┌─ Task input

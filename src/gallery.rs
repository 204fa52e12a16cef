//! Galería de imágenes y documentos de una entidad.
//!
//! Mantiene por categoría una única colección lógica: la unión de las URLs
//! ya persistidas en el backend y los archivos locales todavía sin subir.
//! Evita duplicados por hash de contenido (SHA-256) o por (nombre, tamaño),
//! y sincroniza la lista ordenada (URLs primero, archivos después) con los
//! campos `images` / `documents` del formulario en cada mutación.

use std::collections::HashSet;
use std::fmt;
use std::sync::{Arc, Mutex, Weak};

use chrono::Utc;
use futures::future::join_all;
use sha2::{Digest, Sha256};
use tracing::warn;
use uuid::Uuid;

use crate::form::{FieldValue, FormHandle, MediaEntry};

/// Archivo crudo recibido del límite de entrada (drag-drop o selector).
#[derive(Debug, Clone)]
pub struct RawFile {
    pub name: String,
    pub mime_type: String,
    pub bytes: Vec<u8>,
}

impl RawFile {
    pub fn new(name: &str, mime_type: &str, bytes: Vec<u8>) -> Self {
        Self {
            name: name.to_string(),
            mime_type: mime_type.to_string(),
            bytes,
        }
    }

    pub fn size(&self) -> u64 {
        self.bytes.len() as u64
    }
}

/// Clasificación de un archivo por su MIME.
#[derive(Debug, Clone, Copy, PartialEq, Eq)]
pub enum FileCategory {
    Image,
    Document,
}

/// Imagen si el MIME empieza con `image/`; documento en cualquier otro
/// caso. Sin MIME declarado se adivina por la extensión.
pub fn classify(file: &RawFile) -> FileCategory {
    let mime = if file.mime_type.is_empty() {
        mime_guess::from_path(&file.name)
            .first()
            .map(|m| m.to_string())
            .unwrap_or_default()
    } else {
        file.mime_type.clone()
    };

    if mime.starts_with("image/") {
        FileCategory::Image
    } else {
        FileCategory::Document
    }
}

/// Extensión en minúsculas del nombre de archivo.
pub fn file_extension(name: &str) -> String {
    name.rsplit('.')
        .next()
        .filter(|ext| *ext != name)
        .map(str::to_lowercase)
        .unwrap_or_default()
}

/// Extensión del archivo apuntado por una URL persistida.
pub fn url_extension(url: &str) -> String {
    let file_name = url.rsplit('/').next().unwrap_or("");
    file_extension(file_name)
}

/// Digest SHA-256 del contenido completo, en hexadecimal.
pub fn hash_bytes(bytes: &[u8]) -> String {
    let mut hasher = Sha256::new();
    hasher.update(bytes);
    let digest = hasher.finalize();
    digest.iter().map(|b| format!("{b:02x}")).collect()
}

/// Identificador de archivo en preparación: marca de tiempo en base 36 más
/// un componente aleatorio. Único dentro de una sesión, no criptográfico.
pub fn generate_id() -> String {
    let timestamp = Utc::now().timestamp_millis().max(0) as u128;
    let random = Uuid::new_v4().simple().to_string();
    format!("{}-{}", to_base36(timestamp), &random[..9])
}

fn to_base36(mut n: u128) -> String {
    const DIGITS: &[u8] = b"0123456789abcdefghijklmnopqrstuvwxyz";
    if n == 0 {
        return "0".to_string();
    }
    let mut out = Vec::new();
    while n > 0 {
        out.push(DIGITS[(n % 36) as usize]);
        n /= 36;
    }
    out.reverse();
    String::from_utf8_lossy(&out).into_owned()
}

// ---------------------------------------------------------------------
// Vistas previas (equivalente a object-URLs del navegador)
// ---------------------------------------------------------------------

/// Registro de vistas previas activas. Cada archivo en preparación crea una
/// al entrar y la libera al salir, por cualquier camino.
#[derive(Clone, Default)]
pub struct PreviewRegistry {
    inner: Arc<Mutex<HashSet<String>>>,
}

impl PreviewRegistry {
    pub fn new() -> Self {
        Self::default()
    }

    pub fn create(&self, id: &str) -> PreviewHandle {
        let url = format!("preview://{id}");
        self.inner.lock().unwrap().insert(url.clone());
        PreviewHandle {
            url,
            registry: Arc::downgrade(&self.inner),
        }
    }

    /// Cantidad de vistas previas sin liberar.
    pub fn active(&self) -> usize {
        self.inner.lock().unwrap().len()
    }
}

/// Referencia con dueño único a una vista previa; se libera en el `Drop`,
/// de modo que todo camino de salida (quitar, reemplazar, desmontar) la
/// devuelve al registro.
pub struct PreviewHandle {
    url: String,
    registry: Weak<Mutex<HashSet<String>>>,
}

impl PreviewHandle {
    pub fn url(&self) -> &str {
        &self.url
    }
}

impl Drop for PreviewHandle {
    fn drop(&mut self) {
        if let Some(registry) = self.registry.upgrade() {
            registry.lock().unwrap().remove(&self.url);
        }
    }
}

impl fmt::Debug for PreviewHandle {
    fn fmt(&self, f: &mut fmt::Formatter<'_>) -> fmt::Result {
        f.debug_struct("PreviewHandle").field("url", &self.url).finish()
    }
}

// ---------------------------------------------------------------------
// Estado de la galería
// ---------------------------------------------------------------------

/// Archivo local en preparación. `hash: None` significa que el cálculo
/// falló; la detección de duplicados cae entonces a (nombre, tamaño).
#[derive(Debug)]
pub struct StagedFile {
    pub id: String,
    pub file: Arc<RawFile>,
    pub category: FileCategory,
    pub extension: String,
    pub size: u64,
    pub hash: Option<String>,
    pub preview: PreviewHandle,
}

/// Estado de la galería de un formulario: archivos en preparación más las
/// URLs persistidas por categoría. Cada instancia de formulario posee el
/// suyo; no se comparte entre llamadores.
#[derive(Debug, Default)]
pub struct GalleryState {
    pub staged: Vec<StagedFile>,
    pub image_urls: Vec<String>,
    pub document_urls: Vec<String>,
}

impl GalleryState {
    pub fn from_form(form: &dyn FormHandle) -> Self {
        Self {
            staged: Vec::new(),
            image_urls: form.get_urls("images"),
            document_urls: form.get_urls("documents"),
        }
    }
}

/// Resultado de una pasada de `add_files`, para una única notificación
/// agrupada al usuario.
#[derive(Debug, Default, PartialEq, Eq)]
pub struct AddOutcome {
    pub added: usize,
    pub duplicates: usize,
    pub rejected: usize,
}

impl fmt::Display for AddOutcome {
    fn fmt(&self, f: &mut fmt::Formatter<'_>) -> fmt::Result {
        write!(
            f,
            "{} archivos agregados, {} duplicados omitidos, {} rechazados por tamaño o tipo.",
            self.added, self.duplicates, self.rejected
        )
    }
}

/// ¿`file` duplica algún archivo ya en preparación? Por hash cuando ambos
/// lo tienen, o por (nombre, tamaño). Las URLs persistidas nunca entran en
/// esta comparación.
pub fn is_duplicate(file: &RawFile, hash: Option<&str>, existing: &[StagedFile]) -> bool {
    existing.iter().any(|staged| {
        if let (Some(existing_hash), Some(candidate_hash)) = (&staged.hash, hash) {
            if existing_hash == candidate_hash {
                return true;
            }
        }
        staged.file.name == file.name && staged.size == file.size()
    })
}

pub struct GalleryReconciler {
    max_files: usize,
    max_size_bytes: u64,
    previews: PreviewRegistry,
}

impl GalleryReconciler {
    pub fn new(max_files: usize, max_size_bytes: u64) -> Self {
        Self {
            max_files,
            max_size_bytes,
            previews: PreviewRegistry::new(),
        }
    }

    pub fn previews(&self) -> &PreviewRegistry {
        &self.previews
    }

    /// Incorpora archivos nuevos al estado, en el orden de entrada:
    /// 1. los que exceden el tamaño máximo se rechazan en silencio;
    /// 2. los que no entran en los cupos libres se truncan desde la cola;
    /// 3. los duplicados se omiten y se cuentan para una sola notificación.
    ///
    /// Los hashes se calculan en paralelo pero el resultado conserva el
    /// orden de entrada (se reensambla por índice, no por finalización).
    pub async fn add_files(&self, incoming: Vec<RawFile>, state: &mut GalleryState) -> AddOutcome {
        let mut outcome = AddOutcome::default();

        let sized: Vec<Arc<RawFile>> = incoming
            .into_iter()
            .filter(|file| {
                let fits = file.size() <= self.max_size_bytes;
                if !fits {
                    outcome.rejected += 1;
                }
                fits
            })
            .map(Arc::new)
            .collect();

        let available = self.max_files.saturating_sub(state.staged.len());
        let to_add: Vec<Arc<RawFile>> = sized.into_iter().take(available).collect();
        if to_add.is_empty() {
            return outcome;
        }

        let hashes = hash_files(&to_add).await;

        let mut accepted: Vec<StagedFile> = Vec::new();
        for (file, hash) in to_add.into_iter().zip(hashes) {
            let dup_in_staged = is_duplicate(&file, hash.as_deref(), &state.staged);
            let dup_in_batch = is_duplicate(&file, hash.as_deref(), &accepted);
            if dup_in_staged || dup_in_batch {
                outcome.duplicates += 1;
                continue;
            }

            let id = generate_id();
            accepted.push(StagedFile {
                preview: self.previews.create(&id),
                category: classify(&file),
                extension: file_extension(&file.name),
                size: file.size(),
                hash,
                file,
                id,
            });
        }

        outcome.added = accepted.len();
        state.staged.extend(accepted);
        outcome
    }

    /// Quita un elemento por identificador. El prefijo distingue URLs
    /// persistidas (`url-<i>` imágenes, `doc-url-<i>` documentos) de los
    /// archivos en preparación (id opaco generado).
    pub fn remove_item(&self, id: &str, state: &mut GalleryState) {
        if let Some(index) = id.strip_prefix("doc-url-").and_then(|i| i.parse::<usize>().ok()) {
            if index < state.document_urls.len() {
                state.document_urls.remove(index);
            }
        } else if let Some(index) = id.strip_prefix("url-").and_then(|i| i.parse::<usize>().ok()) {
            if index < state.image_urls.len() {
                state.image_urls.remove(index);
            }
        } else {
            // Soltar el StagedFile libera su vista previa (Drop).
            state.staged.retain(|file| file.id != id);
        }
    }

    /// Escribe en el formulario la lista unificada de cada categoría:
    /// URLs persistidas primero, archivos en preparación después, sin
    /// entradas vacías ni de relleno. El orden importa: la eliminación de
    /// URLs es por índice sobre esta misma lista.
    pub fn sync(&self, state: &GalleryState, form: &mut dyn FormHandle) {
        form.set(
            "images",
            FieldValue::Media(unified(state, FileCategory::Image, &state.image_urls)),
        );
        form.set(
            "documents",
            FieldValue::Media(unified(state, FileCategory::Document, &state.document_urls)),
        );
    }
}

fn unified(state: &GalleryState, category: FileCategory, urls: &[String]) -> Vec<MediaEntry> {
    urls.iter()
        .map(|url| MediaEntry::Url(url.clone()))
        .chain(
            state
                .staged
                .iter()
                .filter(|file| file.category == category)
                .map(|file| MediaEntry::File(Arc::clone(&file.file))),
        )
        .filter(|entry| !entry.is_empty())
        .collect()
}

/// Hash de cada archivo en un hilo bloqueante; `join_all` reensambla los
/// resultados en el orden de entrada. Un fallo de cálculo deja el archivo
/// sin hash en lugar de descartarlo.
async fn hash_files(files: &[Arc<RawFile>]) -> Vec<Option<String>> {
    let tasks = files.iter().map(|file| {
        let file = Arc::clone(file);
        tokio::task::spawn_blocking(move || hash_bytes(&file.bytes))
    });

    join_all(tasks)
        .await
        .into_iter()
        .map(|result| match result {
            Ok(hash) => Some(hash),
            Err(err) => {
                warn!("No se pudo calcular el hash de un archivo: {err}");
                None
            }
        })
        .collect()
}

└─

Task details: For the listing shown above, count the lines that contain the word "None" and supply only the result.

Written response: 2